Problem: Copies of all lines containing the string "Language" are needed from the data below.

== Input material ==

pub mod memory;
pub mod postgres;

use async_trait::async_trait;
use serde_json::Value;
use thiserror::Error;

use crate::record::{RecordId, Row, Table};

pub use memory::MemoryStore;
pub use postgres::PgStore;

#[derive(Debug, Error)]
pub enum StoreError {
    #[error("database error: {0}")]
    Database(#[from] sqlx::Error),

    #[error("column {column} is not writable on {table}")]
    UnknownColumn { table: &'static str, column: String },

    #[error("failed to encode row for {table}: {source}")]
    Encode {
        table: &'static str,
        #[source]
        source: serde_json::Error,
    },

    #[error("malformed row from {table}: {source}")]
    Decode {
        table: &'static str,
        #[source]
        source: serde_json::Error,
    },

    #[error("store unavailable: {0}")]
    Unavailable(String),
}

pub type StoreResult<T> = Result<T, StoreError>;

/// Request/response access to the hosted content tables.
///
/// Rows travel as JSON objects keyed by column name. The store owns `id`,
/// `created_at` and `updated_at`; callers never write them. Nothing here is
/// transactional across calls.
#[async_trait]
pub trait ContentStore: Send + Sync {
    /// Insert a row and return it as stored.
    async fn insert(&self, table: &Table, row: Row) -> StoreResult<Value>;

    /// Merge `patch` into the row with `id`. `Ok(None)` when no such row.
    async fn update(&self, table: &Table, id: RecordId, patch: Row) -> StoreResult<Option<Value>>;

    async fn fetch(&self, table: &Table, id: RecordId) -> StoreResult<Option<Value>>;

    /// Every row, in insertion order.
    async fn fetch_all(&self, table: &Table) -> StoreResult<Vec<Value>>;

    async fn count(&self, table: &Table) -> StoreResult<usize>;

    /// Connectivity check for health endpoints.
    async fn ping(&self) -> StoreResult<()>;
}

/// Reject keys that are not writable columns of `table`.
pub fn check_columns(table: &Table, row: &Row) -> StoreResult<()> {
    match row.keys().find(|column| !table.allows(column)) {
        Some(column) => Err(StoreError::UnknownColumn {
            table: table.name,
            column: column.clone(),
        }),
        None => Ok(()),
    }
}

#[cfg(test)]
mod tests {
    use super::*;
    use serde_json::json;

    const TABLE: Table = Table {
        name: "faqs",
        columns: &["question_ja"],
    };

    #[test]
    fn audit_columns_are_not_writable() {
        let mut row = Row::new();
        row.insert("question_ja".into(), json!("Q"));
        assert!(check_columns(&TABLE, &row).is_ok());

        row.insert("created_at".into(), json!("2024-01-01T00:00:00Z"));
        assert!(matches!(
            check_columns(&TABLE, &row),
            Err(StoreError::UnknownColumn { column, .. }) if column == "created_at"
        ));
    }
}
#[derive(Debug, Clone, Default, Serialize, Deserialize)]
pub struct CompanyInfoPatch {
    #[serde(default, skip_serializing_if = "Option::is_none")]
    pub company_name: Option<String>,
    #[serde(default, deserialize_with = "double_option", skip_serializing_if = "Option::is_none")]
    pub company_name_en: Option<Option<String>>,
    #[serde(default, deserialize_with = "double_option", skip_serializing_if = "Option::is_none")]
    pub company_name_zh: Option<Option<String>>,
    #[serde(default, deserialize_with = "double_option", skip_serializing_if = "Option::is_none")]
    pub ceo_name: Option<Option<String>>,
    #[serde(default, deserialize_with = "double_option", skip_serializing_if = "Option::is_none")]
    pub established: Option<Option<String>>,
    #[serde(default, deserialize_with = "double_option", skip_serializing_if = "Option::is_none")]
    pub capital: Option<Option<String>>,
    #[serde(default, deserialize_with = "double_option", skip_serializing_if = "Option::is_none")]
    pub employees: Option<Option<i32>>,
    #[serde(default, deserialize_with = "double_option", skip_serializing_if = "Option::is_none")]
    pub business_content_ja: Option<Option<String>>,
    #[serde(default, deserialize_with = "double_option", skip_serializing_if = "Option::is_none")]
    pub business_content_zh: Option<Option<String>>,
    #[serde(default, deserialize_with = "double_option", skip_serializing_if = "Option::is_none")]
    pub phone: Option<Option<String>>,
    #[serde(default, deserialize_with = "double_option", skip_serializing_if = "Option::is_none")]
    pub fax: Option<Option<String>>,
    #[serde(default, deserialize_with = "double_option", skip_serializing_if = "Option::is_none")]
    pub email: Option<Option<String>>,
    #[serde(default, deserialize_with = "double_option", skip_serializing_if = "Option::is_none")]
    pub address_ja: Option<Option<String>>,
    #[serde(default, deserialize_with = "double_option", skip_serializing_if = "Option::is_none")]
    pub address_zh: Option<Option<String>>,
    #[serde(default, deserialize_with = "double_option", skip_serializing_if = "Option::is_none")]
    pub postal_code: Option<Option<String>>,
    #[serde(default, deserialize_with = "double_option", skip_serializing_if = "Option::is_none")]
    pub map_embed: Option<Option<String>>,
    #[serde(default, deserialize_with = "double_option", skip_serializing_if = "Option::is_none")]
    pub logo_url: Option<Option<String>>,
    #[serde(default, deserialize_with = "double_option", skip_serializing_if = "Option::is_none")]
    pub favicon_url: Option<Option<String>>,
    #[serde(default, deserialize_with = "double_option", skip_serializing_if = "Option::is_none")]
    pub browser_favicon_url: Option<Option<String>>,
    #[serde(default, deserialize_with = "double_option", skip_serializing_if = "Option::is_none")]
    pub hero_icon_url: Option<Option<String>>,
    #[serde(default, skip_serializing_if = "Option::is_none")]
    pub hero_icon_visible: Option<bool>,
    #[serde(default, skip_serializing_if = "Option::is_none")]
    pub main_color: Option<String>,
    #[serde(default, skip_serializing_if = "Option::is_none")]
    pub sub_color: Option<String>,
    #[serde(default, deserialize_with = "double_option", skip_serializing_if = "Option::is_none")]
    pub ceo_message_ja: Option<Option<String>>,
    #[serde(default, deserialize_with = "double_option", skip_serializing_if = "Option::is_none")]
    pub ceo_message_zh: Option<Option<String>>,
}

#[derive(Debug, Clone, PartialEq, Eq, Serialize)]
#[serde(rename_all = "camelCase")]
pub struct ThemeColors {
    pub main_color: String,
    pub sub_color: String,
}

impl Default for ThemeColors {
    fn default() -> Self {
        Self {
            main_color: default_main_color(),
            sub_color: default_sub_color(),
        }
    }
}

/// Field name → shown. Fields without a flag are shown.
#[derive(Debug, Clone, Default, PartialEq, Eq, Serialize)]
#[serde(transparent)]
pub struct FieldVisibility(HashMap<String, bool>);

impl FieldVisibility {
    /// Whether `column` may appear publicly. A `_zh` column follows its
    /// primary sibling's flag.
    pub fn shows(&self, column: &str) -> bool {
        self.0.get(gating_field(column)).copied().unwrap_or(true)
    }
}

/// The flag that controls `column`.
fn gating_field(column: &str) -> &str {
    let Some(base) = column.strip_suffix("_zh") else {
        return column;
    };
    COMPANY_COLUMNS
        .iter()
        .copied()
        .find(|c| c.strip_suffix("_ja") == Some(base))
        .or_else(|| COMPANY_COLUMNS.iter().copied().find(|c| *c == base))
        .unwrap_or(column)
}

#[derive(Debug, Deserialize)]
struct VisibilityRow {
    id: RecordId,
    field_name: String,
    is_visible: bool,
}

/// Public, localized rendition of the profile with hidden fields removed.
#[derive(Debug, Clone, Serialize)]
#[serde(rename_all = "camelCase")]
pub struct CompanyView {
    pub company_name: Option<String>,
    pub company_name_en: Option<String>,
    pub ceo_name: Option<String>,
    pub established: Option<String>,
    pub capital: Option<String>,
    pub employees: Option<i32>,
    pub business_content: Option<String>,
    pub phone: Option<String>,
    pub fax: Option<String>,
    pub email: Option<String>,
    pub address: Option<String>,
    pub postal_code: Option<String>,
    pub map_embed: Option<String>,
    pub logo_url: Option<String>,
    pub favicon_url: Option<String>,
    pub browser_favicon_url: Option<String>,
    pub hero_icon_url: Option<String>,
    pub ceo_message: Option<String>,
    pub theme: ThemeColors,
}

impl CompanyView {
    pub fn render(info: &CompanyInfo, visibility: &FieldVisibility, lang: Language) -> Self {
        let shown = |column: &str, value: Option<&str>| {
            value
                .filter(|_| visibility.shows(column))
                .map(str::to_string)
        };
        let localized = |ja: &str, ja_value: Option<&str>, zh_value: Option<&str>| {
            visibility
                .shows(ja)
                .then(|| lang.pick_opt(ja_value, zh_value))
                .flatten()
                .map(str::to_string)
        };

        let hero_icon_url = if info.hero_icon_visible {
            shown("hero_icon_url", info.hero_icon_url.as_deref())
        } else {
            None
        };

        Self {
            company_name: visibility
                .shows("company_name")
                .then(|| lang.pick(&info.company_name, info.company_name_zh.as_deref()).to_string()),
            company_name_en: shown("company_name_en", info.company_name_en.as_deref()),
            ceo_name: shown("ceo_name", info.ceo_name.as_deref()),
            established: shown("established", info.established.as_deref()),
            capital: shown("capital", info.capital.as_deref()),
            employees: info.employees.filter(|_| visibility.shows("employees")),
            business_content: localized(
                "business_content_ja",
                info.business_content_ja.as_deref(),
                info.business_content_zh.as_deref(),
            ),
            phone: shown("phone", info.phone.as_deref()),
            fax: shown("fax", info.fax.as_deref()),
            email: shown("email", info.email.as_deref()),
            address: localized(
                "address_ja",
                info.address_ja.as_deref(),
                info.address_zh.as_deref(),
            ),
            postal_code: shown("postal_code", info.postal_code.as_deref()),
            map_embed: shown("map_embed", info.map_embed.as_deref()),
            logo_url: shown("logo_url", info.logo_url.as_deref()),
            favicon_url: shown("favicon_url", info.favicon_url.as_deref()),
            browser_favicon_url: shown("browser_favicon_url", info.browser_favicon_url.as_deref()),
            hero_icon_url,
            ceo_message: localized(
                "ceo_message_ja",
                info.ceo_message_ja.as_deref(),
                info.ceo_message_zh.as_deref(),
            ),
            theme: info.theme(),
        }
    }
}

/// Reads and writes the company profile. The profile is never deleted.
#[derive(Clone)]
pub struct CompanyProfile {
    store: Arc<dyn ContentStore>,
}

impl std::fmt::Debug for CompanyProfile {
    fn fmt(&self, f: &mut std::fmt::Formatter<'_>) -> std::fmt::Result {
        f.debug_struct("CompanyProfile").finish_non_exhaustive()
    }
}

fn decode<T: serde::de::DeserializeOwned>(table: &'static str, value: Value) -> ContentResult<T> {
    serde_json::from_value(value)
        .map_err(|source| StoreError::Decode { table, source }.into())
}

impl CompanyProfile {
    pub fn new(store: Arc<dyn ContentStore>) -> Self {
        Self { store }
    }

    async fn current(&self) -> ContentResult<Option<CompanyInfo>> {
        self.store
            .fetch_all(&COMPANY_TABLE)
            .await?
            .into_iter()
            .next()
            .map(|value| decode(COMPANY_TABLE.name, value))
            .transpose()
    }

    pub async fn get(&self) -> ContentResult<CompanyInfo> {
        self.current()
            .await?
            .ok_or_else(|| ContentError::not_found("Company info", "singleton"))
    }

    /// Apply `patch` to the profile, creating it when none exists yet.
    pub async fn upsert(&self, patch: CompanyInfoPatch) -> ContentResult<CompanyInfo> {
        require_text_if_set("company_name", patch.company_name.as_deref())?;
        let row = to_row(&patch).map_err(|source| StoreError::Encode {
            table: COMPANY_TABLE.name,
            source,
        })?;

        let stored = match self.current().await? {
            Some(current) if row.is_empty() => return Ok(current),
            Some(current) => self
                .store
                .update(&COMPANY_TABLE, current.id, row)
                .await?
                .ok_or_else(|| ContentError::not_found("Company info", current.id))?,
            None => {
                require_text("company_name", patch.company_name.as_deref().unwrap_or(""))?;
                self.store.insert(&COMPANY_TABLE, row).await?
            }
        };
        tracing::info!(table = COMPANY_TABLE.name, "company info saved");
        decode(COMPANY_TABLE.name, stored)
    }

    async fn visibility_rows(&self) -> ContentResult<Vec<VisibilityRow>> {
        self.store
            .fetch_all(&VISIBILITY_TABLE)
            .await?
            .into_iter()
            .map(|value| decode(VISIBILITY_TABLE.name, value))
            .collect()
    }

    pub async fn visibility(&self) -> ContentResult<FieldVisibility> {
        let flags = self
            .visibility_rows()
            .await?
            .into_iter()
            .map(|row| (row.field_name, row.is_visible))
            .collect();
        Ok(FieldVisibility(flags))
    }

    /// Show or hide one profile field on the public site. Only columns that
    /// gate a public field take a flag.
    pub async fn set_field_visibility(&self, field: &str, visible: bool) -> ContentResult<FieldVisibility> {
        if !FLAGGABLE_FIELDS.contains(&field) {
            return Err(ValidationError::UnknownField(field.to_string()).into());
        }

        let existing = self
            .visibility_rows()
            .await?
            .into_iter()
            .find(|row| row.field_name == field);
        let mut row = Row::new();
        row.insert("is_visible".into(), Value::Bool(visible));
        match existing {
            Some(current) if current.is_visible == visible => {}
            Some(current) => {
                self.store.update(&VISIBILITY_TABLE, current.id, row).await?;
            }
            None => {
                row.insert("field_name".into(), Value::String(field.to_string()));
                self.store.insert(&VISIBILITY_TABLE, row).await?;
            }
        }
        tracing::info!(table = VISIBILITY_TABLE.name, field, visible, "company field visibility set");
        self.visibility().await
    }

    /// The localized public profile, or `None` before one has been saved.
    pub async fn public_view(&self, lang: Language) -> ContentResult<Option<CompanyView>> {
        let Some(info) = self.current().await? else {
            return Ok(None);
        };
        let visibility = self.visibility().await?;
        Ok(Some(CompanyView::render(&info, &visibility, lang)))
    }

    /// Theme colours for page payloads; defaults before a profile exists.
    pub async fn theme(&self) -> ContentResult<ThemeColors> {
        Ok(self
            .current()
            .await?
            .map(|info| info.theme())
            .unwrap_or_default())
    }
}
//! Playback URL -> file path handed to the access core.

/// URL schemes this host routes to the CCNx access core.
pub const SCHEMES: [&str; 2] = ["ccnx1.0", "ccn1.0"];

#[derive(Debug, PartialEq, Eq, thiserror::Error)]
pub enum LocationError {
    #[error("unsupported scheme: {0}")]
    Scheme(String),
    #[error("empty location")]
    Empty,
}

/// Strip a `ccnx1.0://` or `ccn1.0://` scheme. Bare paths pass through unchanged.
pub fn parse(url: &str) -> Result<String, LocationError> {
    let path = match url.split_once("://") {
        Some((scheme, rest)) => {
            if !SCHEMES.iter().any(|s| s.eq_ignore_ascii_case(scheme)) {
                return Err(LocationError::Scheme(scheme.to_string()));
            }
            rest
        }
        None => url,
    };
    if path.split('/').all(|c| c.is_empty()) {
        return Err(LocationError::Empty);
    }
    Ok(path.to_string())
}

===

Task response:
    pub fn render(info: &CompanyInfo, visibility: &FieldVisibility, lang: Language) -> Self {
    pub async fn public_view(&self, lang: Language) -> ContentResult<Option<CompanyView>> {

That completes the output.